First, on the net interest, I think what you're seeing there was the comment that we made in that our finance charge revenue has been falling off because our balances on a gross basis are actually less than last year.
The payment rates have been a lot better.
The performance by the consumer's been better and so we're -- our yields are roughly the same but we just have less balance that we're earning on it, and that's mostly what you're seeing there.
In terms of the provision, I think what you're seeing with the reduced provision is that's the net impact of reducing the reserve that's included in that provision number.
And so, yes, we're very comfortable with what we've been doing.
Our reserves had been as high as $190 million, and I think they're down to $160 million now.

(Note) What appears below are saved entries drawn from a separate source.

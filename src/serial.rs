//! Binary snapshots of compiled group catalogs.
//!
//! A snapshot stores the group definitions of a
//! [`CompiledCatalog`](crate::CompiledCatalog) in evaluation order, with
//! subgroup references resolved to indices. Patterns are recompiled on load,
//! so a snapshot never depends on the regex engine's internal layout.
//!
//! ## Wire Format
//!
//! ```text
//! Offset  Size  Field
//! 0       4     Magic bytes: b"TSGC"
//! 4       2     Format version (u16, little-endian)
//! 6       2     Engine version (u16, little-endian)
//! 8       4     Flags (u32, reserved)
//! 12      4     Payload length in bytes (u32, little-endian)
//! 16      16    BLAKE3 hash of the payload (truncated to 16 bytes)
//! 32..    var   Bincode-encoded payload
//! ```
//!
//! ## Versioning
//!
//! The format version in the header must match exactly. If it does not,
//! decoding fails immediately with [`DeserializeError::IncompatibleVersion`].
//! The engine version is informational only.

use serde::{Deserialize, Serialize};
use thiserror::Error;
use tracing::debug;

use crate::types::{
    Combine, CompileOptions, CompiledCatalog, DataTypeKey, GroupDefinition, MemberType, SiteKey,
};

// ---------------------------------------------------------------------------
// Constants
// ---------------------------------------------------------------------------

const MAGIC: &[u8; 4] = b"TSGC";
const FORMAT_VERSION: u16 = 1;
const ENGINE_VERSION: u16 = 1;
const HEADER_SIZE: usize = 32;

// ---------------------------------------------------------------------------
// Error types
// ---------------------------------------------------------------------------

/// Errors that can occur when writing a catalog snapshot.
#[derive(Debug, Error)]
pub enum SerializeError {
    #[error("failed to encode catalog: {0}")]
    Encode(#[from] bincode::error::EncodeError),

    #[error("I/O error during serialization: {0}")]
    Io(#[from] std::io::Error),
}

/// Errors that can occur when reading a catalog snapshot.
#[derive(Debug, Error)]
pub enum DeserializeError {
    #[error("not a group catalog snapshot: invalid magic bytes")]
    BadMagic,

    #[error("incompatible format version: blob is v{blob}, engine supports v{supported}")]
    IncompatibleVersion { blob: u16, supported: u16 },

    #[error("integrity check failed: BLAKE3 checksum mismatch")]
    ChecksumMismatch,

    #[error("payload length mismatch: expected {expected} bytes, got {actual}")]
    LengthMismatch { expected: u32, actual: usize },

    #[error("failed to decode payload: {0}")]
    Decode(#[from] bincode::error::DecodeError),

    #[error("validation failed: {0}")]
    Validation(String),

    #[error("I/O error during deserialization: {0}")]
    Io(#[from] std::io::Error),
}

// ---------------------------------------------------------------------------
// Serialized type hierarchy
// ---------------------------------------------------------------------------

#[derive(Debug, Serialize, Deserialize)]
struct SerializedCatalog {
    metadata: CatalogMetadata,
    options: SerializedOptions,
    groups: Vec<SerializedGroup>,
}

#[derive(Debug, Serialize, Deserialize)]
struct CatalogMetadata {
    group_count: usize,
    member_count: usize,
    source_digest: Option<[u8; 32]>,
}

#[derive(Debug, Clone, Copy, Serialize, Deserialize)]
struct SerializedOptions {
    size_limit: usize,
    dfa_size_limit: usize,
}

#[derive(Debug, Serialize, Deserialize)]
struct SerializedGroup {
    name: String,
    description: String,
    site_ids: Vec<i64>,
    data_types: Vec<(i64, String)>,
    /// Member type as its position in [`MemberType::ALL`].
    members: Vec<(u8, String)>,
    ts_members: Vec<String>,
    /// Earlier group index and combine code.
    subgroups: Vec<(usize, char)>,
}

// ---------------------------------------------------------------------------
// Member type codes
// ---------------------------------------------------------------------------

#[allow(clippy::cast_possible_truncation)] // MemberType::ALL has 12 entries
fn member_code(member_type: MemberType) -> u8 {
    MemberType::ALL
        .iter()
        .position(|&m| m == member_type)
        .unwrap_or_default() as u8
}

fn member_from_code(code: u8) -> Option<MemberType> {
    MemberType::ALL.get(usize::from(code)).copied()
}

// ---------------------------------------------------------------------------
// CompiledCatalog -> SerializedCatalog
// ---------------------------------------------------------------------------

fn catalog_to_serialized(catalog: &CompiledCatalog, source_text: Option<&str>) -> SerializedCatalog {
    let source_digest = source_text.map(|s| *blake3::hash(s.as_bytes()).as_bytes());

    let groups: Vec<SerializedGroup> = catalog
        .groups
        .iter()
        .map(|group| {
            let def = &group.definition;
            let subgroups = def
                .subgroups()
                .iter()
                .filter_map(|s| {
                    catalog
                        .group_indices
                        .get(&s.name)
                        .map(|&idx| (idx, s.combine.code()))
                })
                .collect();
            SerializedGroup {
                name: def.name().to_owned(),
                description: def.description().to_owned(),
                site_ids: def.site_ids().iter().map(|k| k.0).collect(),
                data_types: def
                    .data_types()
                    .iter()
                    .map(|dt| (dt.key.0, dt.code.clone()))
                    .collect(),
                members: def
                    .members()
                    .iter()
                    .map(|m| (member_code(m.member_type), m.value.clone()))
                    .collect(),
                ts_members: def.ts_members().to_vec(),
                subgroups,
            }
        })
        .collect();

    SerializedCatalog {
        metadata: CatalogMetadata {
            group_count: groups.len(),
            member_count: groups.iter().map(|g| g.members.len()).sum(),
            source_digest,
        },
        options: SerializedOptions {
            size_limit: catalog.options.size_limit,
            dfa_size_limit: catalog.options.dfa_size_limit,
        },
        groups,
    }
}

// ---------------------------------------------------------------------------
// SerializedCatalog -> CompiledCatalog
// ---------------------------------------------------------------------------

fn serialized_to_catalog(ser: SerializedCatalog) -> Result<CompiledCatalog, DeserializeError> {
    validate(&ser)?;

    let names: Vec<String> = ser.groups.iter().map(|g| g.name.clone()).collect();
    let mut definitions = Vec::with_capacity(ser.groups.len());
    for group in ser.groups {
        let mut def = GroupDefinition::new(group.name);
        def.set_description(group.description);
        for key in group.site_ids {
            def.add_site_id(SiteKey(key));
        }
        for (key, code) in group.data_types {
            def.add_data_type(DataTypeKey(key), code);
        }
        for (code, value) in group.members {
            if let Some(member_type) = member_from_code(code) {
                def.add_member(member_type, value);
            }
        }
        for path in group.ts_members {
            def.add_ts_member(path);
        }
        for (idx, code) in group.subgroups {
            def.add_subgroup(names[idx].clone(), Combine::from_code(code));
        }
        definitions.push(def);
    }

    let options = CompileOptions {
        size_limit: ser.options.size_limit,
        dfa_size_limit: ser.options.dfa_size_limit,
    };
    let catalog = crate::compile::compile_catalog(&definitions, &options)
        .map_err(|e| DeserializeError::Validation(e.to_string()))?;
    debug!(groups = catalog.len(), "loaded catalog snapshot");
    Ok(catalog)
}

// ---------------------------------------------------------------------------
// Validation
// ---------------------------------------------------------------------------

fn validate(ser: &SerializedCatalog) -> Result<(), DeserializeError> {
    let group_count = ser.groups.len();

    if ser.metadata.group_count != group_count {
        return Err(DeserializeError::Validation(format!(
            "metadata says {} groups but payload has {}",
            ser.metadata.group_count, group_count
        )));
    }
    let member_count: usize = ser.groups.iter().map(|g| g.members.len()).sum();
    if ser.metadata.member_count != member_count {
        return Err(DeserializeError::Validation(format!(
            "metadata says {} members but payload has {}",
            ser.metadata.member_count, member_count
        )));
    }

    for (index, group) in ser.groups.iter().enumerate() {
        validate_group(group, index)?;
    }
    Ok(())
}

fn validate_group(group: &SerializedGroup, index: usize) -> Result<(), DeserializeError> {
    for &(code, _) in &group.members {
        if member_from_code(code).is_none() {
            return Err(DeserializeError::Validation(format!(
                "group '{}' has unknown member type code {code}",
                group.name
            )));
        }
    }
    for &(idx, combine) in &group.subgroups {
        if idx >= index {
            return Err(DeserializeError::Validation(format!(
                "subgroup ref {idx} violates topological order (current group index {index})"
            )));
        }
        if !matches!(combine, 'A' | 'S' | 'I') {
            return Err(DeserializeError::Validation(format!(
                "group '{}' has unknown combine code '{combine}'",
                group.name
            )));
        }
    }
    Ok(())
}

// ---------------------------------------------------------------------------
// Header I/O
// ---------------------------------------------------------------------------

fn write_header(buf: &mut Vec<u8>, payload: &[u8]) {
    let hash = blake3::hash(payload);
    let hash_bytes = hash.as_bytes();

    buf.extend_from_slice(MAGIC);
    buf.extend_from_slice(&FORMAT_VERSION.to_le_bytes());
    buf.extend_from_slice(&ENGINE_VERSION.to_le_bytes());
    buf.extend_from_slice(&0u32.to_le_bytes()); // flags (reserved)
    #[allow(clippy::cast_possible_truncation)] // payload will never exceed 4 GiB
    let payload_len = payload.len() as u32;
    buf.extend_from_slice(&payload_len.to_le_bytes());
    buf.extend_from_slice(&hash_bytes[..16]);
}

#[allow(clippy::cast_possible_truncation)] // HEADER_SIZE is 32, always fits in u32
fn read_header(bytes: &[u8]) -> Result<(u16, u32, [u8; 16]), DeserializeError> {
    if bytes.len() < HEADER_SIZE {
        return Err(DeserializeError::LengthMismatch {
            expected: HEADER_SIZE as u32,
            actual: bytes.len(),
        });
    }

    if &bytes[0..4] != MAGIC {
        return Err(DeserializeError::BadMagic);
    }

    let format_version = u16::from_le_bytes([bytes[4], bytes[5]]);
    let payload_len = u32::from_le_bytes([bytes[12], bytes[13], bytes[14], bytes[15]]);

    let mut hash = [0u8; 16];
    hash.copy_from_slice(&bytes[16..32]);

    Ok((format_version, payload_len, hash))
}

fn read_payload(bytes: &[u8]) -> Result<SerializedCatalog, DeserializeError> {
    let (format_version, payload_len, stored_hash) = read_header(bytes)?;

    if format_version != FORMAT_VERSION {
        return Err(DeserializeError::IncompatibleVersion {
            blob: format_version,
            supported: FORMAT_VERSION,
        });
    }

    let payload_end = HEADER_SIZE + payload_len as usize;
    if bytes.len() < payload_end {
        return Err(DeserializeError::LengthMismatch {
            expected: payload_len,
            actual: bytes.len() - HEADER_SIZE,
        });
    }
    let payload = &bytes[HEADER_SIZE..payload_end];

    let computed_hash = blake3::hash(payload);
    if computed_hash.as_bytes()[..16] != stored_hash {
        return Err(DeserializeError::ChecksumMismatch);
    }

    let (serialized, _): (SerializedCatalog, usize) =
        bincode::serde::decode_from_slice(payload, bincode::config::standard())?;
    Ok(serialized)
}

// ---------------------------------------------------------------------------
// Public encode/decode
// ---------------------------------------------------------------------------

pub(crate) fn encode(
    catalog: &CompiledCatalog,
    source_text: Option<&str>,
) -> Result<Vec<u8>, SerializeError> {
    let serialized = catalog_to_serialized(catalog, source_text);
    let payload = bincode::serde::encode_to_vec(&serialized, bincode::config::standard())?;

    let mut buf = Vec::with_capacity(HEADER_SIZE + payload.len());
    write_header(&mut buf, &payload);
    buf.extend_from_slice(&payload);
    Ok(buf)
}

pub(crate) fn decode(bytes: &[u8]) -> Result<CompiledCatalog, DeserializeError> {
    serialized_to_catalog(read_payload(bytes)?)
}

/// Whether a snapshot was built from different source text.
///
/// A snapshot written without source text is always stale.
///
/// # Errors
///
/// Returns [`DeserializeError`] if the snapshot header or payload is invalid.
pub fn is_stale(bytes: &[u8], source_text: &str) -> Result<bool, DeserializeError> {
    let serialized = read_payload(bytes)?;
    let digest = *blake3::hash(source_text.as_bytes()).as_bytes();
    Ok(serialized.metadata.source_digest != Some(digest))
}

// ---------------------------------------------------------------------------
// Unit tests
// ---------------------------------------------------------------------------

And that's a result of what we're seeing going forward, and if you look at our -- when we look at our weekly and monthly and quarterly write-off rates it certainly is very supportive of what we've done to date and if the trends should continue the way they are, most likely we'll be looking at that again.
- Analyst
Okay.
Just a follow-up on that.
So should we be thinking about the net interest margin continuing to slip maybe below 15% on annualized basis and write-offs maybe being $45 million in the fourth quarter just to help us to look forward?
- EVP, CFO
Yes.
In terms of the interest margin, Wayne, I'm not going to really comment as to where I think what direction that's going.
Clearly, it's not at an accelerating level and we're learning as we move forward on that based on where the customer's paying.
In terms of that write-off level, that's pretty much in the ballpark, what you said.
- Analyst
All right.
Thanks, Mike.
- EVP, CFO
Okay, Wayne, thanks for your question.
Operator
Thank you.
Our next question is from Michael Exstein from Credit Suisse.
- Analyst
Good afternoon, gentlemen.
Two questions.
One is can you talk about the buyback?
You sounded very enthusiastic about the buyback and then didn't execute very much in the quarter.
And then, secondly, can you talk about the press announcements in New York about a second store here?
Thanks.
- EVP, CFO
Sure, Michael.
This is Mike.
I'll take the first part of that.
You're right, when we originally announced the share buyback, we thought it was another leg in our strategy to try to manage our capital and we had set out a 10b5-1 plan early in the quarter and based on the share price performance that's how the 10b5-1 plan performed.
We'll re-evaluate this quarter in going forward and we still believe strongly in that program and we'll execute accordingly.
And then, Pete, you want talk about New York?
- EVP, Director & President, Merchandising
Yes, in terms of the second store, what exactly are you referring to?
- Analyst
The published reports in New York that you picked up a temporary store with an option to renew down in Soho.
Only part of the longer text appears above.